A very helpful (albeit limited) visualization tool for thinking about multiple stable cell types is a phenotypic landscape. If you have not heard of a phenotypic landscape before, it is an idea that was first proposed by a guy named Waddington to describe how cells differentiate from one cell type to another without necessarily changing their genome. You may be very unlikely to see a heart cell turn into a lung cell, but these types of changes in cell identity happen all the time in differentiation: a stem cell turns into more specialized cell types with specific functions. Waddington proposed that differentiation was like a ball rolling down a hill and falling into basins at the bottom of the hill that represent different steady states, or cell types. Here, we’re showing just one dimension of the landscape across the x axis, but you can think of each point on the x axis as a different cell type, and the y axis is the stability of that cell type. Similar to a ball rolling down a hill, if we place a cell someone on this landscape that is not in a basin, it will roll down into a nearby basin until it comes to a stop.

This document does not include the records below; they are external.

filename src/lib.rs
pub mod cli;
pub mod config;
pub mod llm;
pub mod models;
pub mod shell;

use cli::Args;
use config::{ ClientConfig, SessionOptions };
use llm::chat::{ new_client, ContentObserver };
use log::info;
use std::error::Error;
use std::io::Write;
use std::sync::Arc;
use tokio::io::BufReader;

pub async fn run(args: Args) -> Result<(), Box<dyn Error + Send + Sync>> {
    let config = ClientConfig::from_args(&args);
    let options = SessionOptions::from_args(&args);

    info!("--- Chat Configuration ---");
    info!("Endpoint: {}", config.base_url);
    info!("Deployment: {}", config.deployment);
    info!("Connect Timeout: {:?}", config.connect_timeout);
    info!("Streaming: {}", options.stream);
    info!("-------------------------");

    let observer: ContentObserver = Arc::new(|text: &str| {
        let mut stdout = std::io::stdout();
        let _ = stdout.write_all(text.as_bytes());
        let _ = stdout.flush();
    });
    let client = new_client(&config, Some(observer))?;

    let stdin = BufReader::new(tokio::io::stdin());
    let conversation = shell::run_session(
        client.as_ref(),
        &options,
        stdin,
        tokio::io::stdout(),
        tokio::io::stderr()
    ).await?;

    info!("Chat session {} ended with {} messages", conversation.id(), conversation.len());
    Ok(())
}
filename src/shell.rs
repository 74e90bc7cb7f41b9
use log::{ error, info };
use std::io;
use tokio::io::{ AsyncBufRead, AsyncBufReadExt, AsyncWrite, AsyncWriteExt };

use crate::config::{ SessionOptions, DEFAULT_SYSTEM_PROMPT };
use crate::llm::chat::ChatClient;
use crate::models::chat::{ Conversation, Message };

const EXIT_COMMAND: &str = "exit";
const PROMPT: &str = "🧑‍💻 > ";

/// Runs a line-oriented chat session until `exit` or end of input and returns
/// the accumulated conversation.
///
/// Completion failures are reported on `errors` and the loop keeps going.
pub async fn run_session<R, W, E>(
    client: &dyn ChatClient,
    options: &SessionOptions,
    reader: R,
    mut writer: W,
    mut errors: E
) -> io::Result<Conversation>
    where R: AsyncBufRead + Unpin, W: AsyncWrite + Unpin, E: AsyncWrite + Unpin
{
    let mut lines = reader.lines();
    let mut conversation = Conversation::new();
    info!("Chat session {} started", conversation.id());

    let system_prompt = match &options.system_prompt {
        Some(prompt) => prompt.trim().to_string(),
        None => {
            say(&mut writer, "🤖 Provide System prompt or press ⏎ 'enter' to continue.\n").await?;
            say(&mut writer, PROMPT).await?;
            lines.next_line().await?.unwrap_or_default().trim().to_string()
        }
    };

    if system_prompt.is_empty() {
        conversation.add_message(Message::system(DEFAULT_SYSTEM_PROMPT));
        say(
            &mut writer,
            &format!(
                "ℹ️ No System prompt provided. Will be used default System prompt: '{}'\n",
                DEFAULT_SYSTEM_PROMPT
            )
        ).await?;
    } else {
        conversation.add_message(Message::system(system_prompt));
        say(&mut writer, "✅ System prompt successfully added to conversation.\n").await?;
    }

    say(&mut writer, "\n❓ Type your question or 'exit' to quit.\n").await?;

    loop {
        say(&mut writer, PROMPT).await?;
        let Some(line) = lines.next_line().await? else {
            break;
        };
        let input = line.trim();

        if input.eq_ignore_ascii_case(EXIT_COMMAND) {
            say(&mut writer, "👋 Exiting the chat. Goodbye!\n").await?;
            break;
        }

        conversation.add_message(Message::user(input));
        say(&mut writer, "🤖 AI:\n").await?;

        let result = if options.stream {
            client.stream_completion(conversation.messages()).wait().await
        } else {
            client.get_completion(&conversation.messages()).await
        };

        match result {
            Ok(reply) => {
                conversation.add_message(reply);
                say(&mut writer, "\n").await?;
            }
            Err(e) => {
                error!("Completion failed in session {}: {}", conversation.id(), e);
                say(&mut errors, &format!("❌ Error: {}\n", e)).await?;
            }
        }
    }

    Ok(conversation)
}

async fn say<W: AsyncWrite + Unpin>(writer: &mut W, text: &str) -> io::Result<()> {
    writer.write_all(text.as_bytes()).await?;
    writer.flush().await
}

Where these cells stop are called attractor states in the network, and these correspond to stable cell phenotypes we would see empirically, such as the basal and club cells we saw before. Importantly, attractor states are self-stabilizing, which means that if you perturb a cell by moving it a small distance from the attractor, it will roll back to its original starting place. We therefore think of the stability of each attractor as the depth and relative size of the basin of attraction surrounding it. Often this stability comes from feedback loops in the underlying network of interactions.

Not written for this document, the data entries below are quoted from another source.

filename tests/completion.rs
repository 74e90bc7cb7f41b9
use dial_chat::config::ClientConfig;
use dial_chat::llm::chat::dial::DialChatClient;
use dial_chat::llm::chat::{ new_client, ChatClient, ContentObserver };
use dial_chat::llm::LlmError;
use dial_chat::models::chat::{ Message, Role };
use httpmock::prelude::*;
use serde_json::json;
use std::sync::{ Arc, Mutex };
use std::time::Duration;

const API_KEY: &str = "TEST";
const COMPLETIONS_PATH: &str = "/openai/deployments/gpt-4o/chat/completions";

fn client_for(server: &MockServer) -> DialChatClient {
    DialChatClient::new(ClientConfig::new(API_KEY, server.base_url())).expect("client builds")
}

fn history() -> Vec<Message> {
    vec![Message::system("You are a helpful assistant."), Message::user("Hello")]
}

fn history_json() -> serde_json::Value {
    json!([
        { "role": "system", "content": "You are a helpful assistant." },
        { "role": "user", "content": "Hello" }
    ])
}

fn recording_observer() -> (ContentObserver, Arc<Mutex<Vec<String>>>) {
    let seen = Arc::new(Mutex::new(Vec::new()));
    let sink = seen.clone();
    let observer: ContentObserver = Arc::new(move |text: &str| {
        sink.lock().unwrap().push(text.to_string());
    });
    (observer, seen)
}

#[tokio::test]
async fn completion_returns_first_choice() {
    let server = MockServer::start_async().await;
    let mock = server.mock_async(|when, then| {
        when.method(POST)
            .path(COMPLETIONS_PATH)
            .header("api-key", API_KEY)
            .header("content-type", "application/json")
            .json_body(json!({ "messages": history_json() }));
        then.status(200)
            .header("content-type", "application/json")
            .json_body(json!({ "choices": [{ "message": { "role": "assistant", "content": "Hi there" } }] }));
    }).await;

    let reply = client_for(&server).get_completion(&history()).await.unwrap();

    mock.assert_async().await;
    assert_eq!(reply, Message::new(Role::Ai, "Hi there"));
}

#[tokio::test]
async fn completion_with_empty_choices_is_a_protocol_error() {
    let server = MockServer::start_async().await;
    server.mock_async(|when, then| {
        when.method(POST).path(COMPLETIONS_PATH);
        then.status(200).json_body(json!({ "choices": [] }));
    }).await;

    let err = client_for(&server).get_completion(&history()).await.unwrap_err();
    assert!(matches!(err, LlmError::Protocol(_)), "unexpected error: {err:?}");
}

#[tokio::test]
async fn completion_with_not_found_status_is_a_request_error() {
    let server = MockServer::start_async().await;
    server.mock_async(|when, then| {
        when.method(POST).path(COMPLETIONS_PATH);
        then.status(404).body("deployment not found");
    }).await;

    let err = client_for(&server).get_completion(&history()).await.unwrap_err();
    match err {
        LlmError::Request { status, body } => {
            assert_eq!(status, 404);
            assert_eq!(body, "deployment not found");
        }
        other => panic!("unexpected error: {other:?}"),
    }
}

#[tokio::test]
async fn completion_mirrors_content_to_observer() {
    let server = MockServer::start_async().await;
    server.mock_async(|when, then| {
        when.method(POST).path(COMPLETIONS_PATH);
        then.status(200).json_body(json!({ "choices": [{ "message": { "content": "Hi there" } }] }));
    }).await;

    let (observer, seen) = recording_observer();
    let client = client_for(&server).with_observer(observer);
    client.get_completion(&history()).await.unwrap();

    assert_eq!(*seen.lock().unwrap(), vec!["Hi there".to_string()]);
}

#[tokio::test]
async fn stream_completion_concatenates_deltas() {
    let server = MockServer::start_async().await;
    let mock = server.mock_async(|when, then| {
        when.method(POST)
            .path(COMPLETIONS_PATH)
            .header("api-key", API_KEY)
            .json_body(json!({ "messages": history_json(), "stream": true }));
        then.status(200)
            .header("content-type", "text/event-stream")
            .body(
                concat!(
                    "data: {\"choices\":[{\"delta\":{\"content\":\"Hel\"}}]}\n",
                    "data: {\"choices\":[{\"delta\":{\"content\":\"lo\"}}]}\n",
                    "data: [DONE]\n"
                )
            );
    }).await;

    let (observer, seen) = recording_observer();
    let client = client_for(&server).with_observer(observer);
    let reply = client.stream_completion(history()).wait().await.unwrap();

    mock.assert_async().await;
    assert_eq!(reply, Message::new(Role::Ai, "Hello"));
    assert_eq!(seen.lock().unwrap().concat(), "Hello");
}

#[tokio::test]
async fn stream_completion_tolerates_empty_choices() {
    let server = MockServer::start_async().await;
    server.mock_async(|when, then| {
        when.method(POST).path(COMPLETIONS_PATH);
        then.status(200).body(
            concat!(
                ": keep-alive\n",
                "\n",
                "data: {\"choices\":[]}\n",
                "\n",
                "data: {\"choices\":[null]}\n",
                "\n",
                "data: {\"choices\":[{\"delta\":{\"content\":\"ok\"}}]}\n",
                "\n",
                "data: [DONE]\n"
            )
        );
    }).await;

    let reply = client_for(&server).stream_completion(history()).wait().await.unwrap();
    assert_eq!(reply.content(), "ok");
}

#[tokio::test]
async fn stream_completion_returns_before_the_reply_arrives() {
    let server = MockServer::start_async().await;
    server.mock_async(|when, then| {
        when.method(POST).path(COMPLETIONS_PATH);
        then.status(200)
            .delay(Duration::from_millis(300))
            .body("data: {\"choices\":[{\"delta\":{\"content\":\"late\"}}]}\ndata: [DONE]\n");
    }).await;

    let pending = client_for(&server).stream_completion(history());
    assert!(!pending.is_finished());

    let reply = pending.wait().await.unwrap();
    assert_eq!(reply, Message::assistant("late"));
}

#[tokio::test]
async fn stream_completion_with_malformed_chunk_fails() {
    let server = MockServer::start_async().await;
    server.mock_async(|when, then| {
        when.method(POST).path(COMPLETIONS_PATH);
        then.status(200).body(
            concat!(
                "data: {\"choices\":[{\"delta\":{\"content\":\"Hel\"}}]}\n",
                "data: {\"choices\":\n",
                "data: [DONE]\n"
            )
        );
    }).await;

    let err = client_for(&server).stream_completion(history()).wait().await.unwrap_err();
    assert!(matches!(err, LlmError::Protocol(_)), "unexpected error: {err:?}");
}

#[tokio::test]
async fn stream_completion_surfaces_http_failures() {
    let server = MockServer::start_async().await;
    server.mock_async(|when, then| {
        when.method(POST).path(COMPLETIONS_PATH);
        then.status(500).body("upstream exploded");
    }).await;

    let err = client_for(&server).stream_completion(history()).wait().await.unwrap_err();
    assert!(
        matches!(err, LlmError::Request { status: 500, ref body } if body == "upstream exploded"),
        "unexpected error: {err:?}"
    );
}

#[tokio::test]
async fn unreachable_endpoint_is_a_transport_error() {
    let client = DialChatClient::new(ClientConfig::new(API_KEY, "http://127.0.0.1:1")).unwrap();

    let err = client.get_completion(&history()).await.unwrap_err();
    assert!(matches!(err, LlmError::Transport(_)), "unexpected error: {err:?}");

    let err = client.stream_completion(history()).wait().await.unwrap_err();
    assert!(matches!(err, LlmError::Transport(_)), "unexpected error: {err:?}");
}

#[test]
fn empty_credential_fails_at_construction() {
    let result = new_client(&ClientConfig::new("", "http://127.0.0.1:1"), None);
    assert!(matches!(result, Err(LlmError::Configuration(_))));

    let result = new_client(&ClientConfig::new(" \t", "http://127.0.0.1:1"), None);
    assert!(matches!(result, Err(LlmError::Configuration(_))));
}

In cancer, cells are defective in how they replicate DNA and partition it to daughter cells during cell division, which is a state we’ll refer to as genomic instability. This may be caused by defects in DNA repair, cell cycle checkpoints, improper apoptotic signaling that would normally cause cells with defects in the genome to die.
Genetic instability is accompanied by non-genetic instability, or “plasticity,” meaning cancer cells are often able to traverse the landscape more easily. This is epitomized by the idea of a cancer stem cell, which has stem-like properties such as its proximity to immature attractor states. In normal development, there is a gradient to the landscape from stem cells to more stable differentiated cell types; thus, stem cells sit near the top of the “hill” and differentiated cells near the bottom. Cancer cells are pushed toward these abnormal cancer attractors in normally unused regions of the landscape that often look more and more like dedifferentiated cell types, with properties such as high proliferation and phenotypic plasticity. We think that this plasticity– the ability to reach a more stem-like cell state that can shape-shift into other cell types when needed– is what allows cancer cells to cope with, and eventually overcome, treatment. For Small Cell Lung Cancer, for example, within 5 years around 95% of patients succumb to cancer after they have already been treated and the cancer came back.

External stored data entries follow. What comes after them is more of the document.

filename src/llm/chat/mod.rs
pub mod dial;
pub mod sse;

use async_trait::async_trait;
use std::sync::Arc;
use tokio::task::JoinHandle;

use self::dial::DialChatClient;
use crate::config::ClientConfig;
use crate::llm::LlmError;
use crate::models::chat::Message;

/// Receives assistant text as it is decoded: the whole reply on the
/// synchronous path, every non-empty delta on the streaming path.
pub type ContentObserver = Arc<dyn Fn(&str) + Send + Sync>;

#[async_trait]
pub trait ChatClient: Send + Sync {
    /// Sends the full history and waits for the whole reply.
    async fn get_completion(&self, messages: &[Message]) -> Result<Message, LlmError>;

    /// Starts a streamed completion on a background task and returns at once.
    ///
    /// Must be called from within a tokio runtime.
    fn stream_completion(&self, messages: Vec<Message>) -> PendingCompletion;
}

/// Handle to a completion running on a background task. The result is
/// delivered once, when the whole stream has been read.
#[derive(Debug)]
pub struct PendingCompletion {
    handle: JoinHandle<Result<Message, LlmError>>,
}

impl PendingCompletion {
    pub fn spawn<F>(task: F) -> Self
        where F: std::future::Future<Output = Result<Message, LlmError>> + Send + 'static
    {
        Self {
            handle: tokio::spawn(task),
        }
    }

    pub fn is_finished(&self) -> bool {
        self.handle.is_finished()
    }

    pub async fn wait(self) -> Result<Message, LlmError> {
        self.handle.await?
    }
}

pub fn new_client(
    config: &ClientConfig,
    observer: Option<ContentObserver>
) -> Result<Arc<dyn ChatClient>, LlmError> {
    let mut client = DialChatClient::new(config.clone())?;
    if let Some(observer) = observer {
        client = client.with_observer(observer);
    }
    Ok(Arc::new(client))
}
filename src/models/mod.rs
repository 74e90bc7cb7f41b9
pub mod chat;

So now we come to the problems we are trying to solve:
How do cancer cells change their identities, and what can we do to stop them from changing into resistant cell types?
Our answer: control the underlying regulatory network to control cell identity and keep the cells from becoming resistant in the first place. This is what the BooleaBayes computational tool does: it figures out the specifics of the GRN (how the transcription factors affect the expression of genes and which ones), and uses it to predict what would happen to each cell type if we were to make a sudden change in the network. If we find a change we can make that keeps the cells from turning into a resistant cell type, we can test that change using a genetic modification in a mouse, and eventually by targeting that gene in humans.